### WHAT TO PRODUCE
Every line below that holds "StepError" must be copied.

### Stored items
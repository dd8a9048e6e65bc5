//! Drives a [`TeardownMachine`] through the host.

use std::sync::Arc;

use super::TeardownOutcome;
use super::machine::{Command, Observation, TeardownMachine};
use crate::activities::{ActivityKind, TeardownActivities};
use crate::errors::TeardownError;
use crate::host::{RunContext, StepError};
use crate::policy::PolicySet;
use crate::request::ResolvedTeardown;

/// The teardown workflow: validate, destroy, then optionally verify.
#[derive(Clone)]
pub struct TeardownWorkflow {
    activities: Arc<dyn TeardownActivities>,
    policies: PolicySet,
}

impl TeardownWorkflow {
    pub fn new(activities: Arc<dyn TeardownActivities>, policies: PolicySet) -> Self {
        Self {
            activities,
            policies,
        }
    }

    pub fn policies(&self) -> &PolicySet {
        &self.policies
    }

    /// Run (or replay) the workflow to its terminal outcome.
    pub async fn execute(
        &self,
        ctx: &mut RunContext,
        job: &ResolvedTeardown,
    ) -> Result<TeardownOutcome, TeardownError> {
        let mut machine = TeardownMachine::new(job);
        let mut command = machine.advance(Observation::Begin)?;

        loop {
            let observation = match command {
                Command::Validate => {
                    if ctx.cancellation_requested()? {
                        Observation::Cancelled
                    } else {
                        self.validate(ctx, job).await?
                    }
                }
                Command::Destroy => {
                    if ctx.cancellation_requested()? {
                        Observation::Cancelled
                    } else {
                        // Once scheduled, destroy runs to completion.
                        self.destroy(ctx, job).await?
                    }
                }
                Command::Verify => {
                    if ctx.cancellation_requested()? {
                        Observation::Cancelled
                    } else {
                        self.verify(ctx, job).await?
                    }
                }
                Command::Complete(conclusion) => {
                    let outcome = TeardownOutcome {
                        success: conclusion.success,
                        message: conclusion.message,
                        completed_at: ctx.now()?,
                        release: job.release.name().to_string(),
                        namespace: job.namespace.clone(),
                        warnings: conclusion.warnings,
                    };
                    tracing::info!(
                        run_id = %ctx.run_id(),
                        state = ?machine.state(),
                        success = outcome.success,
                        message = %outcome.message,
                        "Teardown workflow completed"
                    );
                    for warning in &outcome.warnings {
                        tracing::warn!(run_id = %ctx.run_id(), %warning, "Post-condition warning");
                    }

                    return match conclusion.failure {
                        Some((activity, source)) => Err(TeardownError::ActivityFailed {
                            activity,
                            outcome: Box::new(outcome),
                            source,
                        }),
                        None => Ok(outcome),
                    };
                }
            };
            command = machine.advance(observation)?;
        }
    }

    async fn validate(
        &self,
        ctx: &mut RunContext,
        job: &ResolvedTeardown,
    ) -> Result<Observation, TeardownError> {
        let activities = &self.activities;
        let result = ctx
            .execute_activity(ActivityKind::Validate, &self.policies.validate, || {
                activities.validate(&job.release, &job.namespace)
            })
            .await;
        match result {
            Ok(found) => Ok(Observation::Validated(found)),
            Err(StepError::Activity(e)) => Ok(Observation::ValidateFailed(e)),
            Err(StepError::Host(e)) => Err(e.into()),
        }
    }

    async fn destroy(
        &self,
        ctx: &mut RunContext,
        job: &ResolvedTeardown,
    ) -> Result<Observation, TeardownError> {
        let activities = &self.activities;
        let options = self.policies.destroy_for(job.timeout);
        let result = ctx
            .execute_activity(ActivityKind::Destroy, &options, || {
                activities.destroy(&job.release, &job.namespace, job.wait, job.timeout)
            })
            .await;
        match result {
            Ok(done) => Ok(Observation::Destroyed(done)),
            Err(StepError::Activity(e)) => Ok(Observation::DestroyFailed(e)),
            Err(StepError::Host(e)) => Err(e.into()),
        }
    }

    async fn verify(
        &self,
        ctx: &mut RunContext,
        job: &ResolvedTeardown,
    ) -> Result<Observation, TeardownError> {
        let activities = &self.activities;
        let result = ctx
            .execute_activity(ActivityKind::Verify, &self.policies.verify, || {
                activities.verify(&job.release, &job.namespace)
            })
            .await;
        match result {
            Ok(found) => Ok(Observation::Verified(found)),
            Err(StepError::Activity(e)) => Ok(Observation::VerifyFailed(e)),
            Err(StepError::Host(e)) => Err(e.into()),
        }
    }
}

### ANSWER BOX
use crate::host::{RunContext, StepError};
            Err(StepError::Activity(e)) => Ok(Observation::ValidateFailed(e)),
            Err(StepError::Host(e)) => Err(e.into()),
            Err(StepError::Activity(e)) => Ok(Observation::DestroyFailed(e)),
            Err(StepError::Host(e)) => Err(e.into()),
            Err(StepError::Activity(e)) => Ok(Observation::VerifyFailed(e)),
            Err(StepError::Host(e)) => Err(e.into()),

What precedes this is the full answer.